**Aim of the task**.
In the listing below, find each line with the string "variant" and return it.

**Input material**.
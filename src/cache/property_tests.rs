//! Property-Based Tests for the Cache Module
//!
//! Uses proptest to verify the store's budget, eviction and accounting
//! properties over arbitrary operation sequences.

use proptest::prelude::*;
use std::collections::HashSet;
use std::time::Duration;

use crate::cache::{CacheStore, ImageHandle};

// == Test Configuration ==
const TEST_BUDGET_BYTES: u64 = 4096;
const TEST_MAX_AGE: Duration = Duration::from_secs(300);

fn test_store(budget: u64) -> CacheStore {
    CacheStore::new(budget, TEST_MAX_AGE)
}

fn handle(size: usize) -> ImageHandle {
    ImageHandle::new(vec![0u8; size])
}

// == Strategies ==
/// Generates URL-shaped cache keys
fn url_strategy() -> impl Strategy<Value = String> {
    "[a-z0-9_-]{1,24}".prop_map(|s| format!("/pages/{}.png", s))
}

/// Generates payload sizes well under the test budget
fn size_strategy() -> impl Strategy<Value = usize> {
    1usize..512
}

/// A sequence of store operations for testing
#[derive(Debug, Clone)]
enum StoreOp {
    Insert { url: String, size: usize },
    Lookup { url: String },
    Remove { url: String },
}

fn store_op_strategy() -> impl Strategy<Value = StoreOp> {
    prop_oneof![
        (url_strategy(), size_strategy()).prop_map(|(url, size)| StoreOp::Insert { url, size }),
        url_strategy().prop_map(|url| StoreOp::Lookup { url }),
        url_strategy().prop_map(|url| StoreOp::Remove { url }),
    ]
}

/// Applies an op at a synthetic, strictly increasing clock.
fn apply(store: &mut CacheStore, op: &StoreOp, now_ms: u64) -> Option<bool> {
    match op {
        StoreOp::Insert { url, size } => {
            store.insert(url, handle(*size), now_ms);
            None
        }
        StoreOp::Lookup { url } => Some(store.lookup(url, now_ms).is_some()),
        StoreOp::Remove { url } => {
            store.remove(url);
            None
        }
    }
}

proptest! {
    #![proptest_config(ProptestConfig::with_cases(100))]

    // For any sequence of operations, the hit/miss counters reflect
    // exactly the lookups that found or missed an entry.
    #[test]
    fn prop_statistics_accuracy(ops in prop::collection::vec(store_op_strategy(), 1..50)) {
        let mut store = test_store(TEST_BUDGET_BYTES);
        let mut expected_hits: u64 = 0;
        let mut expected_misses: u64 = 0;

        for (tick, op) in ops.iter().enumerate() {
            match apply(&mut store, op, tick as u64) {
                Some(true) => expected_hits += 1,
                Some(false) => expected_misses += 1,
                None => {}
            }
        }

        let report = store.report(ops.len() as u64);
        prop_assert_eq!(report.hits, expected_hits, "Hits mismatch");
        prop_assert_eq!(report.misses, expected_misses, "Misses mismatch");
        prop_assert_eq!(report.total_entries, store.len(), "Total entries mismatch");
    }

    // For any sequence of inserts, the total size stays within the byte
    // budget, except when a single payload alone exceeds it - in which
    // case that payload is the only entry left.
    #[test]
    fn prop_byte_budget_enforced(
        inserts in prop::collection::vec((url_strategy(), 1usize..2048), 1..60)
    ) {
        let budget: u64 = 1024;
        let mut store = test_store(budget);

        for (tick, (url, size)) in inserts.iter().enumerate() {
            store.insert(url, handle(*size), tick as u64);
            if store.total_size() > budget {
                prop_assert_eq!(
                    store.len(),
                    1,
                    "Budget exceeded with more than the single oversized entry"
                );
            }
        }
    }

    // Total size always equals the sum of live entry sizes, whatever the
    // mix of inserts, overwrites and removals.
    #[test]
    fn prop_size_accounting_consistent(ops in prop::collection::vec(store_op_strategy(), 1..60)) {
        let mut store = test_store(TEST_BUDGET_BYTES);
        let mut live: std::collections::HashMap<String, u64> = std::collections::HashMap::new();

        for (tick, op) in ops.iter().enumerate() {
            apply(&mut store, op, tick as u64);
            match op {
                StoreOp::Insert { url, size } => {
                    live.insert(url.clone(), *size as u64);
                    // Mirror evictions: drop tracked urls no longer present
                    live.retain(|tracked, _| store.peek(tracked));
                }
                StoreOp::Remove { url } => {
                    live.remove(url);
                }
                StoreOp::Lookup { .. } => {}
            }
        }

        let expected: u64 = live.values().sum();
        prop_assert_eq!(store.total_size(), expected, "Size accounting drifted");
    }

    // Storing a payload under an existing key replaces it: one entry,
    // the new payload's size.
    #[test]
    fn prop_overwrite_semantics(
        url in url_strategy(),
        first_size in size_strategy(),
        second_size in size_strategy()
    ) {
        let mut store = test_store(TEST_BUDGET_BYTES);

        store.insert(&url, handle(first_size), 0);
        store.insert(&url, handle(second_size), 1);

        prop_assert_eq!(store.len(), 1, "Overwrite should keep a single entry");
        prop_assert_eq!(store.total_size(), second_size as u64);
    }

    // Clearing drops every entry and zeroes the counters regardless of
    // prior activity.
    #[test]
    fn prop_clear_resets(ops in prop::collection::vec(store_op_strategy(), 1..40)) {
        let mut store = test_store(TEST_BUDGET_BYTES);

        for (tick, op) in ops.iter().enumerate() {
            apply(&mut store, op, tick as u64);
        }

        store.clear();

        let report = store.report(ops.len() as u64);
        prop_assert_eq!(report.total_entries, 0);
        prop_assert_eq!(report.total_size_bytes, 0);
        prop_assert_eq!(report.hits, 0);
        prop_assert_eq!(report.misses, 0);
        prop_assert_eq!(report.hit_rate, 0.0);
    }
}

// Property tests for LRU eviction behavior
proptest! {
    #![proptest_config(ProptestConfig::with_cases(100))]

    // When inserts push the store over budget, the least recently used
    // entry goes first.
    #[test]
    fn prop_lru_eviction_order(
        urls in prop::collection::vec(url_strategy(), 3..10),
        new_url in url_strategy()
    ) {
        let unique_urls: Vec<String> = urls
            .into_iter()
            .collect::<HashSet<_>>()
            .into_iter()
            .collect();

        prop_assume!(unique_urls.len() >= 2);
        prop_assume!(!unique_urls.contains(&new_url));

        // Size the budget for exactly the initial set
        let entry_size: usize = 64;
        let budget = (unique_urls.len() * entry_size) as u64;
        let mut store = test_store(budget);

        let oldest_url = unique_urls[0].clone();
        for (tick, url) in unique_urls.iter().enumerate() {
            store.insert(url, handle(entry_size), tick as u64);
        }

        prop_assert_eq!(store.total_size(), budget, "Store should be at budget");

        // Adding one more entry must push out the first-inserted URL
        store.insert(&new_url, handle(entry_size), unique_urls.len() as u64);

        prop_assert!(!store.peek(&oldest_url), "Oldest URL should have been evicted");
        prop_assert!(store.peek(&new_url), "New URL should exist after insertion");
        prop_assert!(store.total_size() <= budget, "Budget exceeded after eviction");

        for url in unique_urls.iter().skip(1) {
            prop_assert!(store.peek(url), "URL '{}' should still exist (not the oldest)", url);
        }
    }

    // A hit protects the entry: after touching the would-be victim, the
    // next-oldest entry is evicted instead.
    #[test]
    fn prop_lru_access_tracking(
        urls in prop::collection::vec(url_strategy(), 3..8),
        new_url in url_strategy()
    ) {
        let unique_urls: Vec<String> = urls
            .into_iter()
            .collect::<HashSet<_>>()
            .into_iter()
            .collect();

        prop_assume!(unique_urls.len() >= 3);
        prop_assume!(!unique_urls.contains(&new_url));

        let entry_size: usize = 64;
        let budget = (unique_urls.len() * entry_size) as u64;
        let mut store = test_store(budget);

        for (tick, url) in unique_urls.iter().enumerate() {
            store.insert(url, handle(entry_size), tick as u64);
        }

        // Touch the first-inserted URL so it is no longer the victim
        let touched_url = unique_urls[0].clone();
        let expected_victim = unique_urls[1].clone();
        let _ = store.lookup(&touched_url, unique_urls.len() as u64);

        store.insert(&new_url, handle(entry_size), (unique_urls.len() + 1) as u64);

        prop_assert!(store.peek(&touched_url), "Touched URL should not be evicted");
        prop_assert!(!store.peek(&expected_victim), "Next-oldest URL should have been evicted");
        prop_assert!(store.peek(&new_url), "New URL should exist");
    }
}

--

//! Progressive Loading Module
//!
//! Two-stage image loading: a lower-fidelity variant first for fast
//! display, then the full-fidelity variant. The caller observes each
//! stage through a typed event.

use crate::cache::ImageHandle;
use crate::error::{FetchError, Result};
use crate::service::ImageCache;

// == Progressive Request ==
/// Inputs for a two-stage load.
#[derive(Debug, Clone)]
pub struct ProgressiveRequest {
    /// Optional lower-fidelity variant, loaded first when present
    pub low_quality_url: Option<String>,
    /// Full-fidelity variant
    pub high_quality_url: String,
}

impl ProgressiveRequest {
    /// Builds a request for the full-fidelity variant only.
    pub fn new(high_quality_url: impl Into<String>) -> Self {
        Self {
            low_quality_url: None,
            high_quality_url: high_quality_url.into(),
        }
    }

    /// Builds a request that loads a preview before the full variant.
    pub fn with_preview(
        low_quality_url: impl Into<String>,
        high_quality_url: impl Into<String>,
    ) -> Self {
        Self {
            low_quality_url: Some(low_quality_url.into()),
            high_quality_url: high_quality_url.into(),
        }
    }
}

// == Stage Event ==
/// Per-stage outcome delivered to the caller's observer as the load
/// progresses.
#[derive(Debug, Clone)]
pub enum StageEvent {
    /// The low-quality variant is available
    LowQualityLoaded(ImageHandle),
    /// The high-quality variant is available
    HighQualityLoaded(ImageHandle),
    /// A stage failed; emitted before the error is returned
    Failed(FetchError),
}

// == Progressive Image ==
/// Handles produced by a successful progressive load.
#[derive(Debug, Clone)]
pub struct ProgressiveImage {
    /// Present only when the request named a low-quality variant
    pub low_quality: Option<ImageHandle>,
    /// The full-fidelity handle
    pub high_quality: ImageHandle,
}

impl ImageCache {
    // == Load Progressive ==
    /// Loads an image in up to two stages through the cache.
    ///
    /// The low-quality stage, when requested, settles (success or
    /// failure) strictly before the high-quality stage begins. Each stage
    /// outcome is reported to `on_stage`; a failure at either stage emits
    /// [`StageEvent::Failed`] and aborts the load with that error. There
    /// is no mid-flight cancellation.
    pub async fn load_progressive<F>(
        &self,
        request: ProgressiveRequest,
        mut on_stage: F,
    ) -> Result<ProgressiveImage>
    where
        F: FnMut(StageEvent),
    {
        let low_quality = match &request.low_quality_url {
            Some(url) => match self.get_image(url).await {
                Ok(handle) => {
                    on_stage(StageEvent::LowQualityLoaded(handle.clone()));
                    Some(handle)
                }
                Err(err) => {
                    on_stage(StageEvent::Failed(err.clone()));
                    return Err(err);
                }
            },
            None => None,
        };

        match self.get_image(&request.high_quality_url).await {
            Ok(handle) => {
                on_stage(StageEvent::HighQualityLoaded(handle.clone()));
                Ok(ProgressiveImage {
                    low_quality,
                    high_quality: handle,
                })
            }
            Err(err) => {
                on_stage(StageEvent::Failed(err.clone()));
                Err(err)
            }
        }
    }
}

**Your solution**.
//! Two-stage image loading: a lower-fidelity variant first for fast
//! display, then the full-fidelity variant. The caller observes each
    /// Optional lower-fidelity variant, loaded first when present
    /// Full-fidelity variant
    /// Builds a request for the full-fidelity variant only.
    /// Builds a request that loads a preview before the full variant.
    /// The low-quality variant is available
    /// The high-quality variant is available
    /// Present only when the request named a low-quality variant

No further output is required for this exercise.